### Problem statement
Once the line with "return Ok((Self(cleaned), PhoneFormat::Indian));" is found in the entries below, repeat it and each following line exactly, up to and including the line with "if let Some(rest) = cleaned.strip_prefix('+')". Add no other lines.
:: Data under study
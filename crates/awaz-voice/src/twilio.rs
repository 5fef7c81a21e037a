//! Twilio REST client
//!
//! Talks to the 2010-04-01 API with HTTP basic auth and form-encoded bodies.
//! Only the call resource and the account lookup are used.

use async_trait::async_trait;
use awaz_core::config::TwilioConfig;
use awaz_core::models::call::{status_callback_url, STATUS_CALLBACK_EVENTS};
use awaz_core::models::{CallDetails, CallStatus, OutboundCall, PlacedCall};
use awaz_core::traits::TelephonyProvider;
use awaz_core::AppError;
use chrono::{DateTime, Utc};
use reqwest::{Client, RequestBuilder};
use serde::de::DeserializeOwned;
use serde::Deserialize;
use tracing::{debug, error, info, instrument};

use crate::error::VoiceError;

const API_VERSION: &str = "2010-04-01";
const NOT_CONFIGURED: &str = "Twilio credentials not configured";

/// Client for Twilio's call API
pub struct TwilioClient {
    http_client: Client,
    base_url: String,
    account_sid: Option<String>,
    auth_token: Option<String>,
    phone_number: Option<String>,
    public_url: String,
    timeout_ms: Option<u64>,
}

impl TwilioClient {
    /// Create a client.
    ///
    /// Missing credentials are not an error here; every request checks them
    /// and fails with "Twilio credentials not configured".
    ///
    /// # Arguments
    ///
    /// * `config` - Twilio section of the app config
    /// * `public_url` - Base URL Twilio uses to reach our webhooks
    pub fn new(config: &TwilioConfig, public_url: &str) -> Result<Self, VoiceError> {
        let http_client = crate::http_client(config.timeout_ms)?;

        Ok(Self {
            http_client,
            base_url: config.api_base_url.trim_end_matches('/').to_string(),
            account_sid: non_blank(&config.account_sid),
            auth_token: non_blank(&config.auth_token),
            phone_number: non_blank(&config.phone_number),
            public_url: public_url.trim_end_matches('/').to_string(),
            timeout_ms: config.timeout_ms,
        })
    }

    fn credentials(&self) -> Result<(&str, &str), VoiceError> {
        match (self.account_sid.as_deref(), self.auth_token.as_deref()) {
            (Some(sid), Some(token)) => Ok((sid, token)),
            _ => Err(VoiceError::NotConfigured(NOT_CONFIGURED.to_string())),
        }
    }

    fn account_url(&self, account_sid: &str) -> String {
        format!(
            "{}/{}/Accounts/{}",
            self.base_url,
            API_VERSION,
            urlencoding::encode(account_sid)
        )
    }

    /// Form fields of a create-call request
    fn call_form(&self, call: &OutboundCall, from: &str) -> Vec<(&'static str, String)> {
        let mut form = vec![
            ("To", call.to.clone()),
            ("From", from.to_string()),
            ("Url", call.voice_response_url(&self.public_url)),
            ("Method", "POST".to_string()),
            ("StatusCallback", status_callback_url(&self.public_url)),
            ("StatusCallbackMethod", "POST".to_string()),
        ];
        form.extend(
            STATUS_CALLBACK_EVENTS
                .iter()
                .map(|event| ("StatusCallbackEvent", event.to_string())),
        );
        form
    }

    /// Send a request and decode the JSON reply
    async fn execute<R: DeserializeOwned>(&self, request: RequestBuilder) -> Result<R, VoiceError> {
        let response = request
            .send()
            .await
            .map_err(|e| VoiceError::from_reqwest(e, self.timeout_ms))?;

        let status = response.status();
        let body = response.text().await.map_err(|e| {
            VoiceError::Parse(format!("Failed to read response body: {}", e))
        })?;

        if !status.is_success() {
            let message = api_error_message(&body)
                .unwrap_or_else(|| format!("Twilio request failed with status {}", status.as_u16()));
            error!("Twilio API error: status={}, message={}", status, message);
            return Err(VoiceError::Api {
                status: status.as_u16(),
                message,
            });
        }

        debug!("Twilio response: {}", body);

        serde_json::from_str(&body)
            .map_err(|e| VoiceError::Parse(format!("Failed to parse JSON: {}", e)))
    }

    #[instrument(skip(self, call), fields(to = %call.to))]
    async fn create_call(&self, call: &OutboundCall) -> Result<PlacedCall, VoiceError> {
        let (sid, token) = self.credentials()?;
        let from = self
            .phone_number
            .as_deref()
            .ok_or_else(|| VoiceError::NotConfigured(NOT_CONFIGURED.to_string()))?;

        info!("Making call to: {}", call.to);

        let request = self
            .http_client
            .post(format!("{}/Calls.json", self.account_url(sid)))
            .basic_auth(sid, Some(token))
            .form(&self.call_form(call, from));

        let reply: TwilioCall = self.execute(request).await?;

        info!("Call initiated successfully: {}", reply.sid);

        Ok(PlacedCall {
            sid: reply.sid,
            status: CallStatus::parse(&reply.status),
        })
    }

    #[instrument(skip(self))]
    async fn get_call(&self, call_sid: &str) -> Result<CallDetails, VoiceError> {
        let (sid, token) = self.credentials()?;

        let request = self
            .http_client
            .get(format!(
                "{}/Calls/{}.json",
                self.account_url(sid),
                urlencoding::encode(call_sid)
            ))
            .basic_auth(sid, Some(token));

        let reply: TwilioCall = self.execute(request).await?;
        Ok(reply.into_details())
    }

    #[instrument(skip(self))]
    async fn get_account(&self) -> Result<(), VoiceError> {
        let (sid, token) = self.credentials()?;

        let request = self
            .http_client
            .get(format!("{}.json", self.account_url(sid)))
            .basic_auth(sid, Some(token));

        let _account: serde_json::Value = self.execute(request).await?;
        Ok(())
    }
}

#[async_trait]
impl TelephonyProvider for TwilioClient {
    fn is_configured(&self) -> bool {
        self.account_sid.is_some() && self.auth_token.is_some() && self.phone_number.is_some()
    }

    fn caller_id(&self) -> Option<String> {
        self.phone_number.clone()
    }

    async fn place_call(&self, call: &OutboundCall) -> Result<PlacedCall, AppError> {
        Ok(self.create_call(call).await?)
    }

    async fn fetch_call(&self, sid: &str) -> Result<CallDetails, AppError> {
        Ok(self.get_call(sid).await?)
    }

    async fn verify_account(&self) -> Result<(), AppError> {
        Ok(self.get_account().await?)
    }
}

/// Call resource as Twilio returns it
#[derive(Debug, Deserialize)]
struct TwilioCall {
    sid: String,
    status: String,
    #[serde(default)]
    duration: Option<String>,
    #[serde(default)]
    price: Option<String>,
    #[serde(default)]
    direction: Option<String>,
    #[serde(default)]
    start_time: Option<String>,
    #[serde(default)]
    end_time: Option<String>,
}

impl TwilioCall {
    fn into_details(self) -> CallDetails {
        CallDetails {
            status: CallStatus::parse(&self.status),
            start_time: parse_timestamp(self.start_time.as_deref()),
            end_time: parse_timestamp(self.end_time.as_deref()),
            sid: self.sid,
            duration: self.duration,
            price: self.price,
            direction: self.direction,
        }
    }
}

/// Twilio timestamps are RFC 2822 (`Tue, 31 Aug 2010 20:36:28 +0000`)
fn parse_timestamp(value: Option<&str>) -> Option<DateTime<Utc>> {
    DateTime::parse_from_rfc2822(value?)
        .ok()
        .map(|t| t.with_timezone(&Utc))
}

#[derive(Debug, Deserialize)]
struct TwilioErrorBody {
    message: Option<String>,
}

fn api_error_message(body: &str) -> Option<String> {
    serde_json::from_str::<TwilioErrorBody>(body)
        .ok()?
        .message
        .filter(|m| !m.is_empty())
}

fn non_blank(value: &Option<String>) -> Option<String> {
    value
        .as_deref()
        .map(str::trim)
        .filter(|v| !v.is_empty())
        .map(str::to_string)
}
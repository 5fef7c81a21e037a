//! Twilio status callbacks
//!
//! Callbacks are only logged. There is no call record to update and the
//! order in which Twilio delivers them is not checked.

use awaz_core::models::{CallStatus, CallStatusCallback};
use tracing::{info, instrument, warn};

#[derive(Debug, Clone, Copy, Default)]
pub struct CallStatusRecorder;

impl CallStatusRecorder {
    pub fn new() -> Self {
        Self
    }

    /// Log one callback and return the status it carried
    #[instrument(skip(self, callback), fields(call_sid = %callback.sid()))]
    pub fn record(&self, callback: &CallStatusCallback) -> CallStatus {
        let sid = callback.sid();
        let status = callback.status();

        info!(
            call_status = ?callback.call_status,
            duration = ?callback.call_duration,
            to = ?callback.to,
            from = ?callback.from,
            timestamp = ?callback.timestamp,
            final_status = status.is_final(),
            "Twilio call status webhook"
        );
        match &status {
            CallStatus::Initiated => info!("Call {} has been initiated", sid),
            CallStatus::Ringing => info!("Call {} is ringing", sid),
            CallStatus::Answered => info!("Call {} was answered", sid),
            CallStatus::Completed => info!(
                "Call {} completed after {} seconds",
                sid,
                callback.call_duration.as_deref().unwrap_or("0")
            ),
            CallStatus::Failed => warn!("Call {} failed", sid),
            CallStatus::Busy => info!("Call {} encountered busy signal", sid),
            CallStatus::NoAnswer => info!("Call {} was not answered", sid),
            other => info!("Call {} status: {}", sid, other),
        }

        status
    }
}
//! Phone number normalization
//!
//! Destination numbers arrive as free-form text from the demo form. Only
//! digits and `+` are kept; the remaining string must match one of three
//! shapes. Bare ten digit numbers are assumed to be Indian.

use serde::{Deserialize, Serialize};
use std::fmt;
use thiserror::Error;

/// Country code assumed for numbers without one
pub const DEFAULT_COUNTRY_CODE: &str = "+91";

/// Shortest international number (digits after `+`)
const MIN_INTERNATIONAL_DIGITS: usize = 10;

/// Longest international number (digits after `+`), per E.164
const MAX_INTERNATIONAL_DIGITS: usize = 15;

/// Rejection reasons, worded for the person filling the form
#[derive(Debug, Clone, PartialEq, Eq, Error)]
pub enum PhoneError {
    #[error("Phone number is required")]
    Empty,

    #[error("Please enter a valid phone number (e.g., +911234567890 or 1234567890)")]
    InvalidFormat,
}

/// Which accepted shape a number matched
#[derive(Debug, Clone, Copy, PartialEq, Eq, Serialize, Deserialize)]
#[serde(rename_all = "snake_case")]
pub enum PhoneFormat {
    /// `+91` followed by ten digits
    Indian,
    /// Ten digits, `+91` added
    IndianLocal,
    /// `+` followed by ten to fifteen digits
    International,
}

/// A validated number in `+<digits>` form
#[derive(Debug, Clone, PartialEq, Eq, Serialize, Deserialize)]
#[serde(transparent)]
pub struct PhoneNumber(String);

impl PhoneNumber {
    /// Validate and normalize a free-form phone number
    pub fn parse(raw: &str) -> Result<Self, PhoneError> {
        Self::parse_with_format(raw).map(|(number, _)| number)
    }

    /// Like [`PhoneNumber::parse`], also reporting the matched shape
    pub fn parse_with_format(raw: &str) -> Result<(Self, PhoneFormat), PhoneError> {
        let cleaned = clean(raw);

        if cleaned.is_empty() {
            return Err(PhoneError::Empty);
        }

        if let Some(rest) = cleaned.strip_prefix(DEFAULT_COUNTRY_CODE) {
            if rest.len() == 10 && all_digits(rest) {
                return Ok((Self(cleaned), PhoneFormat::Indian));
            }
        }

        if cleaned.len() == 10 && all_digits(&cleaned) {
            let formatted = format!("{}{}", DEFAULT_COUNTRY_CODE, cleaned);
            return Ok((Self(formatted), PhoneFormat::IndianLocal));
        }

        if let Some(rest) = cleaned.strip_prefix('+') {
            if (MIN_INTERNATIONAL_DIGITS..=MAX_INTERNATIONAL_DIGITS).contains(&rest.len())
                && all_digits(rest)
            {
                return Ok((Self(cleaned), PhoneFormat::International));
            }
        }

        Err(PhoneError::InvalidFormat)
    }

    /// The normalized number
    pub fn as_str(&self) -> &str {
        &self.0
    }

    /// Consume into the normalized string
    pub fn into_inner(self) -> String {
        self.0
    }
}

impl fmt::Display for PhoneNumber {
    fn fmt(&self, f: &mut fmt::Formatter<'_>) -> fmt::Result {
        f.write_str(&self.0)
    }
}

impl AsRef<str> for PhoneNumber {
    fn as_ref(&self) -> &str {
        &self.0
    }
}

/// Keep only digits and `+`
pub fn clean(raw: &str) -> String {
    raw.chars()
        .filter(|c| c.is_ascii_digit() || *c == '+')
        .collect()
}

fn all_digits(s: &str) -> bool {
    !s.is_empty() && s.bytes().all(|b| b.is_ascii_digit())
}

/// Lenient normalization for numbers handed straight to a vendor.
///
/// No shape check: anything not starting with `+` gets `+91`.
pub fn dial_string(raw: &str) -> String {
    let cleaned = clean(raw);
    if cleaned.starts_with('+') {
        cleaned
    } else {
        format!("{}{}", DEFAULT_COUNTRY_CODE, cleaned)
    }
}

/// Countries offered by the landing-page demo form
#[derive(Debug, Clone, Copy, PartialEq, Eq, Serialize, Deserialize)]
#[serde(rename_all = "UPPERCASE")]
pub enum Country {
    #[serde(rename = "IN")]
    India,
    #[serde(rename = "NP")]
    Nepal,
    Other,
}

impl Country {
    /// All selectable countries, in display order
    pub const ALL: [Country; 3] = [Country::India, Country::Nepal, Country::Other];

    /// Two letter code used by the form
    pub fn code(&self) -> &'static str {
        match self {
            Country::India => "IN",
            Country::Nepal => "NP",
            Country::Other => "OTHER",
        }
    }

    pub fn name(&self) -> &'static str {
        match self {
            Country::India => "India",
            Country::Nepal => "Nepal",
            Country::Other => "Other",
        }
    }

    pub fn dial_code(&self) -> &'static str {
        match self {
            Country::India => "+91",
            Country::Nepal => "+977",
            Country::Other => "+",
        }
    }

    pub fn from_code(code: &str) -> Option<Self> {
        match code.trim().to_uppercase().as_str() {
            "IN" => Some(Country::India),
            "NP" => Some(Country::Nepal),
            "OTHER" => Some(Country::Other),
            _ => None,
        }
    }

    /// Join the dial code with a locally typed number.
    ///
    /// Numbers already carrying a `+` are left alone.
    pub fn compose(&self, local_number: &str) -> String {
        let cleaned = clean(local_number);
        if cleaned.starts_with('+') {
            cleaned
        } else {
            format!("{}{}", self.dial_code(), cleaned)
        }
    }
}
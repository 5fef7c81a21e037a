//! Outbound calls and call-status webhooks
//!
//! Shapes here mirror what the telephony vendor sends and expects; they are
//! passed through, not designed by us.

use chrono::{DateTime, Utc};
use serde::{Deserialize, Serialize};
use std::collections::BTreeMap;
use std::fmt;

/// Path Twilio fetches the call script from
pub const VOICE_RESPONSE_PATH: &str = "/api/twilio/voice-response";

/// Path Twilio posts status callbacks to
pub const CALL_STATUS_PATH: &str = "/api/twilio/call-status";

/// Progress events we subscribe to
pub const STATUS_CALLBACK_EVENTS: [&str; 4] = ["initiated", "ringing", "answered", "completed"];

/// What the callee hears
#[derive(Debug, Clone, PartialEq, Eq)]
pub enum CallScript {
    /// Pre-generated audio hosted somewhere Twilio can fetch
    Audio { url: String },
    /// Text spoken by Twilio's text to speech, `{{name}}` personalized
    Message { text: String, name: String },
}

/// A call to be placed by the telephony provider
#[derive(Debug, Clone, PartialEq, Eq)]
pub struct OutboundCall {
    /// Destination in `+<digits>` form
    pub to: String,
    pub script: CallScript,
}

impl OutboundCall {
    pub fn with_message(to: impl Into<String>, text: impl Into<String>, name: impl Into<String>) -> Self {
        Self {
            to: to.into(),
            script: CallScript::Message {
                text: text.into(),
                name: name.into(),
            },
        }
    }

    pub fn with_audio(to: impl Into<String>, url: impl Into<String>) -> Self {
        Self {
            to: to.into(),
            script: CallScript::Audio { url: url.into() },
        }
    }

    /// Webhook URL that renders this call's script
    pub fn voice_response_url(&self, public_url: &str) -> String {
        let base = public_url.trim_end_matches('/');
        match &self.script {
            CallScript::Audio { url } => format!(
                "{}{}?audioUrl={}",
                base,
                VOICE_RESPONSE_PATH,
                urlencoding::encode(url)
            ),
            CallScript::Message { text, name } => format!(
                "{}{}?message={}&name={}",
                base,
                VOICE_RESPONSE_PATH,
                urlencoding::encode(text),
                urlencoding::encode(name)
            ),
        }
    }
}

/// Webhook URL for status callbacks
pub fn status_callback_url(public_url: &str) -> String {
    format!("{}{}", public_url.trim_end_matches('/'), CALL_STATUS_PATH)
}

/// Call progress as reported by Twilio
#[derive(Debug, Clone, PartialEq, Eq)]
pub enum CallStatus {
    Queued,
    Initiated,
    Ringing,
    Answered,
    InProgress,
    Completed,
    Failed,
    Busy,
    NoAnswer,
    Canceled,
    Other(String),
}

impl CallStatus {
    pub fn parse(s: &str) -> Self {
        match s.trim() {
            "queued" => CallStatus::Queued,
            "initiated" => CallStatus::Initiated,
            "ringing" => CallStatus::Ringing,
            "answered" => CallStatus::Answered,
            "in-progress" => CallStatus::InProgress,
            "completed" => CallStatus::Completed,
            "failed" => CallStatus::Failed,
            "busy" => CallStatus::Busy,
            "no-answer" => CallStatus::NoAnswer,
            "canceled" => CallStatus::Canceled,
            other => CallStatus::Other(other.to_string()),
        }
    }

    pub fn as_str(&self) -> &str {
        match self {
            CallStatus::Queued => "queued",
            CallStatus::Initiated => "initiated",
            CallStatus::Ringing => "ringing",
            CallStatus::Answered => "answered",
            CallStatus::InProgress => "in-progress",
            CallStatus::Completed => "completed",
            CallStatus::Failed => "failed",
            CallStatus::Busy => "busy",
            CallStatus::NoAnswer => "no-answer",
            CallStatus::Canceled => "canceled",
            CallStatus::Other(s) => s,
        }
    }

    /// No further callbacks follow this status
    pub fn is_final(&self) -> bool {
        matches!(
            self,
            CallStatus::Completed
                | CallStatus::Failed
                | CallStatus::Busy
                | CallStatus::NoAnswer
                | CallStatus::Canceled
        )
    }
}

impl fmt::Display for CallStatus {
    fn fmt(&self, f: &mut fmt::Formatter<'_>) -> fmt::Result {
        f.write_str(self.as_str())
    }
}

impl Serialize for CallStatus {
    fn serialize<S: serde::Serializer>(&self, serializer: S) -> Result<S::Ok, S::Error> {
        serializer.serialize_str(self.as_str())
    }
}

impl<'de> Deserialize<'de> for CallStatus {
    fn deserialize<D: serde::Deserializer<'de>>(deserializer: D) -> Result<Self, D::Error> {
        let s = String::deserialize(deserializer)?;
        Ok(CallStatus::parse(&s))
    }
}

/// Form body of Twilio's status callback
#[derive(Debug, Clone, Default, Deserialize, Serialize)]
#[serde(rename_all = "PascalCase")]
pub struct CallStatusCallback {
    pub call_sid: Option<String>,
    pub call_status: Option<String>,
    pub call_duration: Option<String>,
    pub to: Option<String>,
    pub from: Option<String>,
    pub timestamp: Option<String>,
}

impl CallStatusCallback {
    pub fn status(&self) -> CallStatus {
        CallStatus::parse(self.call_status.as_deref().unwrap_or_default())
    }

    pub fn sid(&self) -> &str {
        self.call_sid.as_deref().unwrap_or("unknown")
    }

    pub fn duration_secs(&self) -> Option<u64> {
        self.call_duration.as_deref()?.trim().parse().ok()
    }
}

/// Provider's acknowledgement of a placed call
#[derive(Debug, Clone, PartialEq, Eq, Serialize, Deserialize)]
pub struct PlacedCall {
    pub sid: String,
    pub status: CallStatus,
}

/// Provider's view of an existing call
#[derive(Debug, Clone, Serialize, Deserialize)]
#[serde(rename_all = "camelCase")]
pub struct CallDetails {
    pub sid: String,
    pub status: CallStatus,
    pub duration: Option<String>,
    pub price: Option<String>,
    pub direction: Option<String>,
    pub start_time: Option<DateTime<Utc>>,
    pub end_time: Option<DateTime<Utc>>,
}

/// A conversational AI call request
#[derive(Debug, Clone, Default)]
pub struct ConversationRequest {
    /// Destination, normalized leniently by the service
    pub to: String,
    /// Agent override; the configured agent is used otherwise
    pub agent_id: Option<String>,
    pub variables: BTreeMap<String, String>,
}

/// Vendor acknowledgement of a conversational call
#[derive(Debug, Clone, Serialize, Deserialize)]
#[serde(rename_all = "camelCase")]
pub struct ConversationStarted {
    pub conversation_id: String,
    pub call_sid: Option<String>,
    pub status: String,
}

/// Conversation state and transcript
#[derive(Debug, Clone, Serialize, Deserialize)]
#[serde(rename_all = "camelCase")]
pub struct ConversationDetails {
    pub id: String,
    pub status: String,
    pub agent_id: Option<String>,
    pub customer_phone_number: Option<String>,
    pub start_time: Option<DateTime<Utc>>,
    pub duration_secs: Option<u64>,
    pub transcript: Vec<TranscriptTurn>,
}

#[derive(Debug, Clone, Serialize, Deserialize)]
pub struct TranscriptTurn {
    pub role: String,
    pub message: Option<String>,
    #[serde(default)]
    pub time_in_call_secs: Option<u64>,
}
//! Common DTOs used across the API

use serde::Serialize;

/// Standard success envelope: `{"success": true, "data": ..., "message": ...}`
#[derive(Debug, Clone, Serialize)]
pub struct ApiResponse<T> {
    /// Always `true`; failures go through `AppError`
    pub success: bool,
    /// Response data
    pub data: T,
    /// Response message
    #[serde(skip_serializing_if = "Option::is_none")]
    pub message: Option<String>,
}

impl<T> ApiResponse<T> {
    /// Create a success response with data
    pub fn success(data: T) -> Self {
        Self {
            success: true,
            data,
            message: None,
        }
    }

    /// Create a success response with data and message
    pub fn with_message(data: T, message: impl Into<String>) -> Self {
        Self {
            success: true,
            data,
            message: Some(message.into()),
        }
    }
}

#[cfg(test)]
mod tests {
    use super::*;

    #[test]
    fn test_api_response() {
        let resp = ApiResponse::success("test");
        assert!(resp.success);
        assert_eq!(resp.data, "test");
        assert!(resp.message.is_none());

        let resp = ApiResponse::with_message("data", "Call initiated successfully");
        assert_eq!(resp.message, Some("Call initiated successfully".to_string()));

        let json = serde_json::to_value(ApiResponse::success(1)).unwrap();
        assert!(json.get("message").is_none());
        assert_eq!(json["success"], true);
    }
}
::::
### Answer box
                return Ok((Self(cleaned), PhoneFormat::Indian));
            }
        }

        if cleaned.len() == 10 && all_digits(&cleaned) {
            let formatted = format!("{}{}", DEFAULT_COUNTRY_CODE, cleaned);
            return Ok((Self(formatted), PhoneFormat::IndianLocal));
        }

        if let Some(rest) = cleaned.strip_prefix('+') {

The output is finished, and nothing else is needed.